Heat promotes hypocotyl elongation through auxin-mediated transcriptional modulation of SlUVI4 and SlCCS52B.
We increased incubation temperature during the emergence of tomato seedlings, and observed that 33°C treatment significantly promoted hypocotyl elongation of cultivar ‘Heinz 1706’ by 1.6- and 1.3-fold at NMS and MS growth medium compared to the normal growth temperature 25°C, but did not affect the hypocotyl thickness (Figure 6A, B, C). Cell cycle analysis revealed that 33°C treatment improved endoreduplication in hypocotyl cells compared to 25°C resulting in increases of EI values from 0.85 and 0.94 at 25°C to 0.99 and 1.00 at 33°C on NMS and MS growth medium, respectively (Figure 6D). Heat induced promotion of endoreduplication was more pronounced at NMS medium than MS medium, which was in accord with the rate of improvement on hypocotyl elongation. We also measured hypocotyl growth and cell cycle progression of tomato cultivars ‘Moneymaker’ and ‘Alisa Craig’, and observed the same phenomena on hypocotyl elongation and endoreduplication after high temperature treatment except a slight decrease of hypocotyl diameter of ‘Alisa Craig’ grown on MS medium at 33°C comparted to that at 25°C (Figure S7). qRT-PCR analysis revealed that 33°C treatment significantly inhibited the transcription ofSlUVI4 , but did not affect SlCCS52B transcription.
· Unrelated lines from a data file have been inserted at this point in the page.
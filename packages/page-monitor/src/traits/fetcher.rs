//! Fetcher trait and the raw page it produces.

use async_trait::async_trait;
use chrono::{DateTime, Utc};
use url::Url;

use crate::error::FetchResult;

/// HTML as returned by the server, before any extraction.
#[derive(Debug, Clone)]
pub struct RawPage {
    /// URL that was requested (without the cache-busting parameter)
    pub url: Url,

    /// URL that answered, after redirects
    pub final_url: Url,

    pub status: u16,

    pub content_type: String,

    pub html: String,

    pub fetched_at: DateTime<Utc>,
}

impl RawPage {
    pub fn new(url: Url, html: impl Into<String>) -> Self {
        Self {
            final_url: url.clone(),
            url,
            status: 200,
            content_type: "text/html; charset=utf-8".to_string(),
            html: html.into(),
            fetched_at: Utc::now(),
        }
    }

    pub fn with_final_url(mut self, final_url: Url) -> Self {
        self.final_url = final_url;
        self
    }

    pub fn with_status(mut self, status: u16) -> Self {
        self.status = status;
        self
    }

    pub fn with_content_type(mut self, content_type: impl Into<String>) -> Self {
        self.content_type = content_type.into();
        self
    }
}

/// Retrieves a validated URL.
///
/// Implementations make exactly one attempt; the pipeline never retries a
/// fetch.
#[async_trait]
pub trait Fetcher: Send + Sync {
    async fn fetch(&self, url: &Url) -> FetchResult<RawPage>;

    /// Short name for logs.
    fn name(&self) -> &str {
        "fetcher"
    }
}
The transcription of SlCCS52A1 was not affected by 33°C treatment, while the transcript abundance of SlCCS52A2 had a slight increase suggesting a weak role in the regulation of endoreduplication (Figure 6E).
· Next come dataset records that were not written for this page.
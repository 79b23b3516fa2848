//! Check-record stores.
//!
//! Available backends:
//! - `MemoryStore` - In-memory storage for tests and one-shot runs
//! - `FileStore` - A single JSON file, for the CLI

pub mod file;
pub mod memory;

pub use file::FileStore;
pub use memory::MemoryStore;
To investigate functions of plant hormones in heat treatment, we firstly applied different concentrations of auxin (IAA), brassinosteroids (BRs), gibberellins (GAs) and ethylene precursor 1-aminocyclopropane-1-carboxylic acid (ACC) in growth medium to analyze hypocotyl growth. We observed slight enhancement of hypocotyl elongation responding to low concentration of IAA (Figure 7A-C; Figure S8A, B). BR and GA did not have consistent effects on hypocotyl growth (Figure S8C-F). Higher concentration of ACC had more significant effects on hypocotyl elongation and thickening (Figure S8G, H). Cell cycle analysis in hypocotyls revealed no significant difference between the control and 0.1nM IAA treatment (Figure 7D). qRT-PCR analysis showed thatSlUVI4 transcriptions were significantly reduced, andSlCCS52B transcription had a slight reduction without statistical significance (Figure 7E), suggesting that reduced SlUVI4transcription and steady SlCCS52B transcription might be required to maintain endoreduplication in auxin induced hypocotyl elongation. Both SlCCS52A1 and SlCCS52A2 transcription were significantly reduced suggesting that they might not be as important asSlCCS52B in hypocotyl elongation. All the data above suggested that elevated temperature promoted hypocotyl elongation possibly due to auxin-mediated repression of SlUVI4 transcription and maintenance of SlCCS52B transcription.